There is some research suggesting that the earlier this starts, the more stress kids feel. (Which seems obvious? If we aren’t good at navigating puberty at the so-called normal time, we are obviously terrible at it when it catches us by surprise?)
But I also want to shout out this study, which followed up with girls who started puberty early a year later and concluded that the kids are alright. (Their mothers, on the other hand!)
More Puberty Feelings
Well, not just puberty, but here’s a feature I wrote about menstrual taboos for Scientific American (also in 2019).
I love Devorah Heitner’s beautiful essay on her mother’s body and her own.
Patrick Burleigh’s experience of precocious puberty at four, and the agonizing decision of whether to prevent it for his own kids.
Carolita Johnson, from puberty to menopause.
Books For Kids
I don’t think we’ve got the perfect, fully weight-inclusive, sex positive, gender affirming puberty book yet. But all of these come pretty close.
Celebrate Your Body (And Its Changes Too!): The Ultimate Puberty Book For Girls by Sonya Renee Taylor. (I absolutely adore Sonya’s work and this book, although the nutrition chapter is one to approach carefully – there is some shaming of processed foods that feels very out of step with the rest of the book.)
(There is also a sequel, but I haven’t read it yet/Sonya is not an author.)
Love Your Body by Jessica Sanders (this one is for girls, but she’s also got one for boys out in the UK and hopefully one day here.)
More Than A Body: Your Body Is An Instrument, Not An Ornament by Lexie and Lindsay Kite. (The Kite sisters came up a ton in our recent thread about redefining beauty. Their work is so important, especially in conservative Christian and Mormon communities with strict standards about girl bodies.)
The Body Image Book for Girls: Love Yourself and Grow Up Fearless by Charlotte Markey. (Some talk of “balance and moderation” in the food section, but also great debunking of many diet culture myths.)
Sex Is A Funny Word: A Book About Bodies, Feelings and YOU by Cory Silverberg. (A great, gender-inclusive introduction to sex, consent, masturbation, gender identity and so much more.)
It’s Perfectly Normal: Changing Bodies, Growing Up, Sex and Sexual Health by Robie H. Harris. (I like this whole series of books about bodies and sex for kids of all ages, but they aren’t particularly gender-inclusive and don’t include any meaningful discussion of body size diversity.)
PS. I’ve also covered fat positive middle grade and YA novels and picture books.

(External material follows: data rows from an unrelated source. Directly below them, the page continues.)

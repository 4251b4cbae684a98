mod execute;
mod output;
mod output_tests;

use std::error::Error;

use clap::Args;

use crate::commands::{CommandRunner, Context, Execute};
use crate::output::{OutputFormat, Outputable};

/// Print the schema inferred from the data
#[derive(Args, Debug)]
#[command(after_help = "\
Examples:
  json_graph schema                      # GraphQL SDL of all collections
  json_graph schema --relationships      # Only the detected relationships
  json_graph schema -o json              # Types and relationships as JSON")]
pub struct SchemaCmd {
    /// Only list the relationships between collections
    #[arg(short, long, default_value_t = false)]
    pub relationships: bool,
}

impl CommandRunner for SchemaCmd {
    fn run(self, context: &mut Context, format: OutputFormat) -> Result<String, Box<dyn Error>> {
        let result = self.execute(context)?;
        Ok(result.format(format))
    }
}
use std::error::Error;

use serde::Serialize;

use db::schema::RootOperation;
use db::{Record, Resolved, Resolvers, SortOrder};

use super::ListCmd;
use crate::commands::{root_field, Context, Execute};

/// Result of the list command execution
#[derive(Debug, Default, Serialize)]
pub struct ListResult {
    pub collection: String,
    pub records: Vec<Record>,
}

impl Execute for ListCmd {
    type Output = ListResult;

    fn execute(self, context: &mut Context) -> Result<Self::Output, Box<dyn Error>> {
        let graph = context.schema()?;
        let root = root_field(&graph, &self.collection, RootOperation::List)?;

        let mut args = self.window.to_arguments()?;
        if let Some(field) = self.sort_field {
            args.insert("sortField".to_string(), field.into());
            let order = match self.sort_order {
                SortOrder::Asc => "ASC",
                SortOrder::Desc => "DESC",
            };
            args.insert("sortOrder".to_string(), order.into());
        }

        let records = match Resolvers::new(&graph).resolve_query(&context.store, &root.name, &args)? {
            Resolved::Records(records) => records,
            _ => Vec::new(),
        };

        Ok(ListResult {
            collection: self.collection,
            records,
        })
    }
}
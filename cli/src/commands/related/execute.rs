use std::error::Error;

use serde::Serialize;

use db::schema::{FieldSource, RootOperation};
use db::{Arguments, QueryError, Record, Resolved, Resolvers};

use super::RelatedCmd;
use crate::commands::{parse_json_object, root_field, CommandError, Context, Execute};

/// Result of the related command execution
#[derive(Debug, Default, Serialize)]
pub struct RelatedResult {
    pub collection: String,
    pub id: String,
    #[serde(rename = "type")]
    pub type_name: String,
    pub field: String,
    pub target: String,
    pub records: Vec<Record>,
}

impl Execute for RelatedCmd {
    type Output = RelatedResult;

    fn execute(self, context: &mut Context) -> Result<Self::Output, Box<dyn Error>> {
        let graph = context.schema()?;
        let resolvers = Resolvers::new(&graph);
        let root = root_field(&graph, &self.collection, RootOperation::Lookup)?;

        let mut lookup_args = Arguments::new();
        lookup_args.insert("id".to_string(), self.id.clone().into());
        let parent = match resolvers.resolve_query(&context.store, &root.name, &lookup_args)? {
            Resolved::Record(record) => record,
            _ => {
                return Err(CommandError::RecordNotFound {
                    collection: self.collection,
                    id: self.id,
                }
                .into());
            }
        };

        let type_name = root.ty.name().to_string();
        let field = graph
            .object_type(&type_name)
            .and_then(|object| object.field(&self.field))
            .ok_or_else(|| QueryError::UnknownField {
                type_name: type_name.clone(),
                field: self.field.clone(),
            })?;
        if field.source == FieldSource::Scalar {
            return Err(CommandError::NotARelationship {
                type_name,
                field: self.field,
            }
            .into());
        }

        let mut args = Arguments::new();
        if self.filter.is_some() {
            let filter = parse_json_object("--filter", self.filter.as_deref())?;
            args.insert("filter".to_string(), serde_json::Value::Object(filter));
        }

        let records = match resolvers.resolve_field(&context.store, &type_name, &self.field, &parent, &args)? {
            Resolved::Records(records) => records,
            Resolved::Record(record) => vec![record],
            _ => Vec::new(),
        };

        Ok(RelatedResult {
            collection: self.collection,
            id: self.id,
            type_name,
            target: field.ty.name().to_string(),
            field: self.field,
            records,
        })
    }
}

Being told (and repeating) "your body stops growing after puberty" is one of the most damaging lies we can and have tell our selves and our children. It sets us all up to revere the physical for of a 13-15 year old in perpetuity.
This hits very close to home as I parent an AFAB nonbinary adolescent who is terrified of any body change at all, and the way that the world will change how it responds to them. Many nonbinary people they follow are really thin. There aren't a lot of inclusive books out there. Really welcome further writing on this.